The rule of 69 is used to estimate the amount of time it will take for an investment to double, assuming interest is compounded continuously. To see also : **Is 10m net worth rich?**. The calculation involves dividing 69 by the rate of return on an investment and then adding 0.35 to the result.

What is the rule of 69 in finance? The Rule of 69 is a simple calculation to estimate the time required for an investment to double if you know the interest rate and if the interest is compounded. For example, if a **real** estate investor can earn twenty percent on an investment, divide 69 by the 20 percent return and add 0.35 to the result.

### What is the rule of 70 and how does it work use an example?

In the rule of 70, the â70â represents the dividend or divisible number in the formula.
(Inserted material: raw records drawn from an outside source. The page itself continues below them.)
//! Fiverr seller dashboard
//!
//! Sections: `dashboard`, `earnings`, `orders`, `gigs`, `inbox`.

use crate::cascade::{Cascade, RowCascade, Strategy::*};
use crate::section::{Hits, PlatformSpec, SectionSpec};
use gigpulse_snapshot::{Earnings, InboxCounts, Listing, MetricsSnapshot, OrderCounts, Platform, ProfileStats};
use scraper::Html;
use url::Url;

pub static FIVERR: PlatformSpec = PlatformSpec {
    platform: Platform::Fiverr,
    default_base_url: "https://www.fiverr.com/",
    login_markers: &["/login", "/join"],
    sections: &[
        SectionSpec {
            name: "dashboard",
            path: "/seller_dashboard",
            parse: parse_dashboard,
            default: default_dashboard,
        },
        SectionSpec {
            name: "earnings",
            path: "/earnings",
            parse: parse_earnings,
            default: default_earnings,
        },
        SectionSpec {
            name: "orders",
            path: "/manage_orders",
            parse: parse_orders,
            default: default_orders,
        },
        SectionSpec {
            name: "gigs",
            path: "/manage_gigs",
            parse: parse_gigs,
            default: default_gigs,
        },
        SectionSpec {
            name: "inbox",
            path: "/inbox",
            parse: parse_inbox,
            default: default_inbox,
        },
    ],
};

// dashboard
const RESPONSE_RATE: Cascade = Cascade::new(
    "response_rate",
    &[
        Css("[data-testid='response-rate'] .value"),
        Css(".seller-stats .response-rate"),
        LabelNumber("Response rate"),
    ],
);
const RATING: Cascade = Cascade::new(
    "rating",
    &[
        Css("[data-testid='rating-score']"),
        Css(".seller-stats .rating-score"),
        LabelNumber("Rating"),
    ],
);
const EARNED_THIS_MONTH: Cascade = Cascade::new(
    "earned_this_month",
    &[
        Css("[data-testid='earned-this-month']"),
        Css(".earnings-widget .this-month .amount"),
        LabelNumber("Earned in"),
    ],
);

// earnings
const AVAILABLE: Cascade = Cascade::new(
    "available",
    &[
        Css("[data-testid='available-funds']"),
        Css(".available-funds .amount"),
        LabelNumber("Available funds"),
        LabelNumber("Available for withdrawal"),
    ],
);
const PENDING: Cascade = Cascade::new(
    "pending",
    &[
        Css("[data-testid='pending-clearance']"),
        LabelNumber("Payments being cleared"),
        LabelNumber("Pending clearance"),
    ],
);
const IN_PROGRESS: Cascade = Cascade::new(
    "in_progress",
    &[
        Css("[data-testid='active-orders-value']"),
        LabelNumber("Active orders"),
    ],
);

// orders
const ACTIVE: Cascade = Cascade::new(
    "orders.active",
    &[
        Css("[data-testid='tab-active'] .count"),
        Css("a[href*='search_type=active'] .count"),
        LabelNumber("Active"),
        NumberLabel("active"),
    ],
);
const LATE: Cascade = Cascade::new(
    "orders.late",
    &[
        Css("[data-testid='tab-late'] .count"),
        Css("a[href*='search_type=late'] .count"),
        LabelNumber("Late"),
        NumberLabel("late"),
    ],
);
const DELIVERED: Cascade = Cascade::new(
    "orders.delivered",
    &[
        Css("[data-testid='tab-delivered'] .count"),
        Css("a[href*='search_type=delivered'] .count"),
        LabelNumber("Delivered"),
    ],
);
const COMPLETED: Cascade = Cascade::new(
    "orders.completed",
    &[
        Css("[data-testid='tab-completed'] .count"),
        Css("a[href*='search_type=completed'] .count"),
        LabelNumber("Completed"),
    ],
);

// gigs
const GIG_ROWS: RowCascade = RowCascade::new(
    "gigs",
    &["[data-testid='gig-row']", "table.gigs-table tbody tr", ".gig-card"],
);
const GIG_TITLE: Cascade = Cascade::new(
    "gig.title",
    &[
        Css("[data-testid='gig-title']"),
        Css(".gig-title"),
        Css("td.title a"),
        Attr("a[title]", "title"),
    ],
);
const GIG_STATUS: Cascade = Cascade::new(
    "gig.status",
    &[
        OwnAttr("data-status"),
        Css("[data-testid='gig-status']"),
        Css(".gig-status"),
    ],
);
const GIG_IMPRESSIONS: Cascade = Cascade::new(
    "gig.impressions",
    &[
        Css("[data-testid='impressions']"),
        Css("td.impressions"),
        LabelNumber("Impressions"),
    ],
);
const GIG_CLICKS: Cascade = Cascade::new(
    "gig.clicks",
    &[
        Css("[data-testid='clicks']"),
        Css("td.clicks"),
        LabelNumber("Clicks"),
    ],
);
const GIG_ORDERS: Cascade = Cascade::new(
    "gig.orders",
    &[
        Css("[data-testid='orders']"),
        Css("td.orders"),
        LabelNumber("Orders"),
    ],
);

// inbox
const UNREAD: Cascade = Cascade::new(
    "inbox.unread",
    &[
        Css("[data-testid='unread-count']"),
        Css(".inbox-unread-count"),
        Attr("[data-unread-count]", "data-unread-count"),
        LabelNumber("Unread"),
        NumberLabel("unread"),
    ],
);

fn parse_dashboard(doc: &Html, _url: &Url, snap: &mut MetricsSnapshot) -> usize {
    let root = doc.root_element();
    let mut hits = Hits::default();

    let profile = ProfileStats::from_raw(
        hits.take(RESPONSE_RATE.number(root)),
        hits.take(RATING.number(root)),
        None,
    );
    snap.profile = Some(profile);

    let earnings = snap.earnings.get_or_insert_with(Earnings::default);
    earnings.this_month = hits.take(EARNED_THIS_MONTH.money(root));
    hits.0
}

fn default_dashboard(snap: &mut MetricsSnapshot) {
    snap.profile.get_or_insert_with(ProfileStats::default);
    snap.earnings.get_or_insert_with(Earnings::default);
}

fn parse_earnings(doc: &Html, _url: &Url, snap: &mut MetricsSnapshot) -> usize {
    let root = doc.root_element();
    let mut hits = Hits::default();

    let earnings = snap.earnings.get_or_insert_with(Earnings::default);
    earnings.available = hits.take(AVAILABLE.money(root));
    earnings.pending = hits.take(PENDING.money(root));
    earnings.in_progress = hits.take(IN_PROGRESS.money(root));
    hits.0
}

fn default_earnings(snap: &mut MetricsSnapshot) {
    snap.earnings.get_or_insert_with(Earnings::default);
}

fn parse_orders(doc: &Html, _url: &Url, snap: &mut MetricsSnapshot) -> usize {
    let root = doc.root_element();
    let mut hits = Hits::default();

    snap.orders = Some(OrderCounts {
        active: hits.take(ACTIVE.count(root)),
        late: hits.take(LATE.count(root)),
        delivered: hits.take(DELIVERED.count(root)),
        completed: hits.take(COMPLETED.count(root)),
    });
    hits.0
}

fn default_orders(snap: &mut MetricsSnapshot) {
    snap.orders = Some(OrderCounts::zeroed());
}

fn parse_gigs(doc: &Html, _url: &Url, snap: &mut MetricsSnapshot) -> usize {
    let mut hits = Hits::default();

    snap.listings = GIG_ROWS
        .rows(doc)
        .into_iter()
        .filter_map(|row| {
            let title = hits.take(GIG_TITLE.text(row))?;
            Some(Listing {
                title,
                status: GIG_STATUS.text(row),
                impressions: GIG_IMPRESSIONS.count(row),
                clicks: GIG_CLICKS.count(row),
                orders: GIG_ORDERS.count(row),
            })
        })
        .collect();
    hits.0
}

fn default_gigs(snap: &mut MetricsSnapshot) {
    snap.listings.clear();
}

fn parse_inbox(doc: &Html, _url: &Url, snap: &mut MetricsSnapshot) -> usize {
    let mut hits = Hits::default();
    snap.inbox = Some(InboxCounts {
        unread: hits.take(UNREAD.count(doc.root_element())),
    });
    hits.0
}

fn default_inbox(snap: &mut MetricsSnapshot) {
    snap.inbox = Some(InboxCounts::zeroed());
}
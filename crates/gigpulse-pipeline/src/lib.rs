//! gigpulse nightly pipeline
//!
//! Runs the fixed stage table once per night:
//! - `extract_fiverr` and `extract_upwork`, individually non-fatal
//! - `synthesize`, `patch_tracker` and `notify`, gated on any extraction
//!   having succeeded
//!
//! Configuration comes from the environment with an optional TOML overlay;
//! network collaborators are injected through [`Services`].

pub mod config;
pub mod error;
pub mod pipeline;
pub mod stage;
pub mod status;

pub use config::{BaseUrls, PipelineConfig, Secret, Timeouts, TRACKER_FILE};
pub use error::{ConfigError, StageError};
pub use pipeline::{Pipeline, RunOptions, RunOutcome, Services};
pub use stage::{FailurePolicy, Requirement, StageName, StageOutcome, StageRecord, StageSpec, NIGHTLY};
pub use status::RunStatus;

/// Crate version
pub const VERSION: &str = env!("CARGO_PKG_VERSION");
Divide your growth rate by 70 to determine the amount of time it will take to double your **investment**. For example, if your mutual fund has a three percent growth rate, divide 70 by three.

## Why is the Rule of 72 work?

The actual number of years comes from a logarithmic calculation, one that cannot really be determined without having a calculator with logarithmic capabilities. On the same subject : **Is field hockey an easy sport to learn?**. That’s why the rule of 72 exists; basically lets you figure out how long it will take to double yourself without needing an actual physical calculator on your person.

Does the rule of 72 always work? The rule of 72 is derived from a more complex calculation and is an approximation and therefore not perfectly **accurate**. The most accurate Rule of 72 results are based on the 8 percent interest rate, and the further away from 8 percent you go in either direction, the less accurate the results will be.